Passionnant petit livre. Edouard Tétreau, ancien analyste financier, y fait le point sur le volcan financier qui se trouve sous nos pieds. L'activité économique mondiale est en effet assise sur un montant extravagant de dollars, dont la valeur pourrait à tout moment être très fortement dépréciée. Il craint en effet que, comme en Allemagne en 1923 ou comme en France lors de la crise des assignats, l'hyperinflation finisse par toucher les Etats-Unis et par mettre à plat leur économie.
Il est réjouissant de lire des remarques fort acérées sous la plume d'un financier qui reste très bien introduit (il est membre du CA du Committe for Economic Development, fondation qui s'est chargée, dans les années 50, de collecter les fonds pour financer le plan Marshall).
Par exemple, que les "banques [ont] perdu tout sens des responsabilités, préférant détourner des crédits utiles à l'économie réelle et à nos sociétés, au profit d'une poignée de financiers et de robots de marché, sans que l'on sache véritablement lequel des deux mène l'autre."
Ou que l'inflation est sous-estimée par trucage statistique massif y compris de l'INSEE, notamment en excluant les coûts du logement.
Sur le constat, je n'ai pas de mal à le suivre.
Je comprends moins ses opinions géopolitiques.
Pour réduire l'impact du comportement extravagant des Etats-Unis, qui inondent la planète d'une monnaie à la qualité douteuse, il suggère un renforcement de l'Europe et même une fusion franco-allemande.
L'Union européenne a, à mon avis, raté sa chance. L'euro pouvait, en effet, être un outil de rééquilibrage des relations monétaires mondiales. Il aurait fallu, pour cela, que les gérants de l'euro poussent cette monnaie : que l'Union achète son pétrole en euros et vende ses Airbus dans la même devise. L'Union ne l'a pas fait parce qu'elle ne peut pas le faire : elle n'a pas l'unité, la cohérence, l'existence, que quelques rêveurs lui prêtent.
C'est si vrai que Tétreau, au détour d'une page, vante de Gaulle qui avait su s'opposer au privilège exorbitant du dollar, et fait ensuite l'éloge de Chirac s'opposant à la guerre en Irak.
Pourtant, tous les européens de l'époque ont exécré de Gaulle pour s'être opposé aux USA.

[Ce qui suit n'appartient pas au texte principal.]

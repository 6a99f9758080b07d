use crate::config::Config;
use crate::notes::NotesGenerator;
use crate::session::SessionController;
use crate::transcribe::Transcriber;
use std::sync::Arc;
use tokio::sync::RwLock;

/// Shared application state for HTTP handlers
#[derive(Clone)]
pub struct AppState {
    pub config: Arc<Config>,

    /// Collaborators handed to every session
    pub transcriber: Arc<dyn Transcriber>,
    pub notes_generator: Arc<dyn NotesGenerator>,

    /// The active session, if any (at most one at a time)
    pub session: Arc<RwLock<Option<Arc<SessionController>>>>,
}

impl AppState {
    pub fn new(
        config: Arc<Config>,
        transcriber: Arc<dyn Transcriber>,
        notes_generator: Arc<dyn NotesGenerator>,
    ) -> Self {
        Self {
            config,
            transcriber,
            notes_generator,
            session: Arc::new(RwLock::new(None)),
        }
    }
}
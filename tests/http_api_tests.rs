// Router-level tests for the session HTTP API

use anyhow::Result;
use axum::body::Body;
use axum::http::{Request, StatusCode};
use http_body_util::BodyExt;
use serde_json::{json, Value};
use std::sync::Arc;
use std::time::Duration;
use tower::ServiceExt;
use transcript_notes::{
    create_router, AppState, AudioBuffer, Config, NotesGenerator, Transcriber,
};

struct StubTranscriber;

#[async_trait::async_trait]
impl Transcriber for StubTranscriber {
    async fn transcribe(&self, _audio: &AudioBuffer) -> Result<String> {
        Ok("stub transcript".to_string())
    }
}

struct StubNotes;

#[async_trait::async_trait]
impl NotesGenerator for StubNotes {
    async fn generate(&self, transcript: &str) -> Result<String> {
        Ok(format!("# Notes\n{}", transcript))
    }
}

fn test_state() -> AppState {
    AppState::new(
        Arc::new(Config::default()),
        Arc::new(StubTranscriber),
        Arc::new(StubNotes),
    )
}

async fn request(
    router: &axum::Router,
    method: &str,
    uri: &str,
    body: Option<Value>,
) -> Result<(StatusCode, Value)> {
    let mut builder = Request::builder().method(method).uri(uri);
    let body = match body {
        Some(json) => {
            builder = builder.header("content-type", "application/json");
            Body::from(json.to_string())
        }
        None => Body::empty(),
    };

    let response = router.clone().oneshot(builder.body(body)?).await?;
    let status = response.status();
    let bytes = response.into_body().collect().await?.to_bytes();
    let json = if bytes.is_empty() {
        Value::Null
    } else {
        serde_json::from_slice(&bytes).unwrap_or(Value::String(
            String::from_utf8_lossy(&bytes).into_owned(),
        ))
    };

    Ok((status, json))
}

fn write_test_wav(dir: &tempfile::TempDir) -> Result<std::path::PathBuf> {
    let path = dir.path().join("speech.wav");
    let spec = hound::WavSpec {
        channels: 1,
        sample_rate: 1000,
        bits_per_sample: 16,
        sample_format: hound::SampleFormat::Int,
    };
    let mut writer = hound::WavWriter::create(&path, spec)?;
    for i in 0..2000 {
        writer.write_sample(((i % 100) * 50) as i16)?;
    }
    writer.finalize()?;
    Ok(path)
}

#[tokio::test]
async fn health_check_works() -> Result<()> {
    let router = create_router(test_state());
    let (status, _) = request(&router, "GET", "/health", None).await?;
    assert_eq!(status, StatusCode::OK);
    Ok(())
}

#[tokio::test]
async fn queries_without_session_return_not_found() -> Result<()> {
    let router = create_router(test_state());

    for (method, uri) in [
        ("GET", "/session/status"),
        ("POST", "/session/pause"),
        ("POST", "/session/resume"),
        ("POST", "/session/stop"),
    ] {
        let body = (method == "POST").then(|| json!({}));
        let (status, body) = request(&router, method, uri, body).await?;
        assert_eq!(status, StatusCode::NOT_FOUND, "{} {}", method, uri);
        assert_eq!(body["error"], "No session is running");
    }

    Ok(())
}

#[tokio::test]
async fn start_rejects_bad_requests() -> Result<()> {
    let router = create_router(test_state());

    let (status, body) =
        request(&router, "POST", "/session/start", Some(json!({"source": "file"}))).await?;
    assert_eq!(status, StatusCode::BAD_REQUEST);
    assert_eq!(body["error"], "source \"file\" requires a path");

    let (status, _) = request(
        &router,
        "POST",
        "/session/start",
        Some(json!({"source": "telepathy"})),
    )
    .await?;
    assert_eq!(status, StatusCode::BAD_REQUEST);

    let (status, body) = request(
        &router,
        "POST",
        "/session/start",
        Some(json!({"source": "file", "path": "/nonexistent/audio.wav"})),
    )
    .await?;
    assert_eq!(status, StatusCode::BAD_REQUEST);
    assert!(
        body["error"]
            .as_str()
            .unwrap()
            .starts_with("Failed to open audio file"),
        "got: {}",
        body
    );

    Ok(())
}

#[tokio::test]
async fn file_session_runs_to_completion() -> Result<()> {
    let temp_dir = tempfile::TempDir::new()?;
    let wav_path = write_test_wav(&temp_dir)?;

    let router = create_router(test_state());

    let (status, body) = request(
        &router,
        "POST",
        "/session/start",
        Some(json!({
            "source": "file",
            "path": wav_path.to_string_lossy(),
            "session_id": "api-test",
        })),
    )
    .await?;
    assert_eq!(status, StatusCode::OK, "start failed: {}", body);
    assert_eq!(body["session_id"], "api-test");

    // A file source drains quickly; poll until the session finalizes
    let mut completed = false;
    for _ in 0..200 {
        let (status, body) = request(&router, "GET", "/session/status", None).await?;
        assert_eq!(status, StatusCode::OK);
        if body["status"] == "completed" {
            completed = true;
            break;
        }
        tokio::time::sleep(Duration::from_millis(10)).await;
    }
    assert!(completed, "Session did not complete in time");

    let (status, body) = request(&router, "POST", "/session/stop", Some(json!({}))).await?;
    assert_eq!(status, StatusCode::OK, "stop failed: {}", body);
    assert_eq!(body["session_id"], "api-test");
    assert_eq!(body["transcript"], "stub transcript");
    assert_eq!(body["notes"], "# Notes\nstub transcript");
    assert!(body["active_secs"].as_f64().unwrap() > 1.9);

    // The slot is cleared after stop
    let (status, _) = request(&router, "GET", "/session/status", None).await?;
    assert_eq!(status, StatusCode::NOT_FOUND);

    Ok(())
}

Plus au fond, ce que Tétreau ne semble pas voir c'est que les "européens" ne sont pas un bloc cohérent. L'Allemagne est coincée dans l'Union parce que cela a été le prix à payer pour retrouver une pace sur la scène internationale. Mon avis est que les élites françaises sont ravies de l'Union parce qu'elles préfèrent retrouver à Bruxelles les élites des 27 plutôt que d'avoir à discuter avec la populace à Paris (je schématise quelque peu, certes). Bref.
On peut trouver des tas de raisons sur le papier de vouloir prolonger l'Europe. En pratique cependant, la France aurait probablement un rôle plus important en discutant, au sein du G20, avec le Brésil, la Chine, l'Inde et d'autres, d'un nouvel ordre monétaire international, plutôt que d'attendre que le couple Barroso/Van Rompuy s'empare du sujet.
On retiendra que si le dollar nous tue, l'Union ne nous rend aucunement plus forts face à ce risque. Nous apparaissons même comme les dindons de la farce : la Chine accumule en effet des dollars qui risquent de ne valoir plus rien, mais en échange elle a décollé économiquement grâce à des fonds américains, et toute l'Asie à sa suite. l'Union européenne réussit l'exploit de se faire piquer des emplois par la sous-évaluation du dollar et par le dumping chinois. Pas étonnant que nous soyons la zone à la plus faible croissance du monde, comme le faisait remarquer Olivier Ferrand (qui en conclut cependant qu'il nous faut, pour sortir de là, plus d'Europe...)
En attendant, un bouquin intéressant pour faire le point sur un aspect important de l'actualité monétaire internationale.